Os olhos de Wayne brilharam de repente.
— Um grande provérbio, digno de um homem cuja mercadoria é a história humana: Terrivelmente quieto. Estas duas palavras são o espírito desta época, como senti desde meu berço. Às vezes, perguntei-me quantas outras pessoas sentiam a opressão dessa união entre quietude e terror. Vejo bem ordenadas ruas brancas e homens de preto que se deslocam nelas inofensivos e mal-humorados. Isso continua dia após dia, dia após dia, e não acontece nada, mas para mim é como um sonho do qual poderia acordar gritando. Para mim, a retidão de nossa vida é a retidão de um cordão esticado. Seu silêncio é terrível. Pode estalar com um barulho de um trovão. E você que se senta no meio dos escombros das grandes guerras, você que se senta , por assim dizer, em cima de um campo de batalha, sabe que a guerra era menos terrível do que esta paz maligna, sabe que os rapazes ociosos que portavam espadas sob Francis ou Elizabeth, o rude fidalgo ou barão, que balançavam aquela maça nas batalhas de Picardy ou Northumberland, podem ter sido terrivelmente barulhentos, mas não eram como nós, terrivelmente quietos.

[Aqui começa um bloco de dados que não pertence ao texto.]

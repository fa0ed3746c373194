mod common;
use lingua::model::{
    Repository,
    entity::{Flashcard, FlashcardCreate},
};
use serde_json::json;
use uuid::Uuid;

use crate::common::{Action, Flow, setup_server, setup_test_db};

fn card(word: &str, translation: &str, language: &str, level: &str) -> FlashcardCreate {
    FlashcardCreate {
        word: word.to_string(),
        translation: translation.to_string(),
        language: language.to_string(),
        level: level.to_string(),
    }
}

#[tokio::test]
async fn route_flashcards_test() {
    let pool = setup_test_db().await;
    let server = setup_server(&pool).await;
    let mm = pool.model_manager();

    let perro = Flashcard::create(&mm, card("perro", "dog", "spanish", "beginner"))
        .await
        .unwrap();
    Flashcard::create(&mm, card("aunque", "although", "spanish", "intermediate"))
        .await
        .unwrap();
    Flashcard::create(&mm, card("chien", "dog", "french", "beginner"))
        .await
        .unwrap();

    let stored = Flashcard::find_by_id(&mm, perro.id())
        .await
        .unwrap()
        .expect("flashcard was not stored");
    assert_eq!(stored.word(), "perro");
    assert_eq!(stored.translation(), "dog");
    assert!(Flashcard::find_by_id(&mm, Uuid::new_v4()).await.unwrap().is_none());

    Flow::new()
        .step(
            Action::new("spanish", "GET", "/flashcards/spanish").assert_body(|body| {
                let cards = body["flashcards"].as_array().unwrap();
                assert_eq!(cards.len(), 2);
                assert!(cards.iter().all(|c| c["language"] == "spanish"));
            }),
        )
        .step(
            Action::new("spanish_beginner", "GET", "/flashcards/spanish/beginner").assert_body(
                |body| {
                    let cards = body["flashcards"].as_array().unwrap();
                    assert_eq!(cards.len(), 1);
                    assert_eq!(cards[0]["word"], "perro");
                    assert_eq!(cards[0]["translation"], "dog");
                    assert_eq!(cards[0]["level"], "beginner");
                    assert!(cards[0]["id"].is_string());
                },
            ),
        )
        .step(
            Action::new("unknown_language", "GET", "/flashcards/klingon").assert_body(|body| {
                assert_eq!(body, &json!({ "flashcards": [] }));
            }),
        )
        .step(
            Action::new("unknown_level", "GET", "/flashcards/french/advanced").assert_body(
                |body| assert_eq!(body, &json!({ "flashcards": [] })),
            ),
        )
        // language and level ignore case
        .step(
            Action::new("mixed_case", "GET", "/flashcards/SPANISH").assert_body(|body| {
                assert_eq!(body["flashcards"].as_array().unwrap().len(), 2);
            }),
        )
        .step(
            Action::new("mixed_case_level", "GET", "/flashcards/Spanish/Beginner").assert_body(
                |body| {
                    let cards = body["flashcards"].as_array().unwrap();
                    assert_eq!(cards.len(), 1);
                    assert_eq!(cards[0]["word"], "perro");
                },
            ),
        )
        .run(&server)
        .await;
}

Seja por um fraco embaraço de consciência quanto à fonte original e data das referidas armas, ou simplesmente uma enraizada depressão, o guardião do passado olhou um pouco mais preocupado.
— Mas não acho — continuou Wayne — que este silêncio horrível da modernidade vai durar, embora acho que por enquanto vai aumentar. Que farsa é essa liberalidade moderno! Liberdade de expressão significa, na prática, em nossa civilização moderna, que devemos falar apenas sobre coisas sem importância. Não devemos falar sobre religião, porque é antiliberal; não devemos falar de pão e queijo, porque estamos falando de compras; não devemos falar sobre a morte, porque é deprimente; é preciso não falar sobre o nascimento, porque é indelicado. Não pode continuar. Algo deve quebrar essa indiferença estranha, este estranho egoísmo sonhador, esta solidão estranha de milhões de pessoas em uma multidão. Algo deve quebrá-lo. Por que não você e eu? Não pode fazer nada além de guardar relíquias?
O lojista mostrou uma expressão clareando gradualmente, o que teria levado os antipáticos à causa do Leão Vermelho a pensar que a última frase foi a única frase para a qual ele havia anexado qualquer significado.
— Eu sou um pouco velho para entrar em um novo negócio — disse ele — e não sei bem o que seria de qualquer forma.
— Por que não... — disse Wayne, gentilmente tendo atingido o cume de sua delicada persuasão — Por que não um coronel?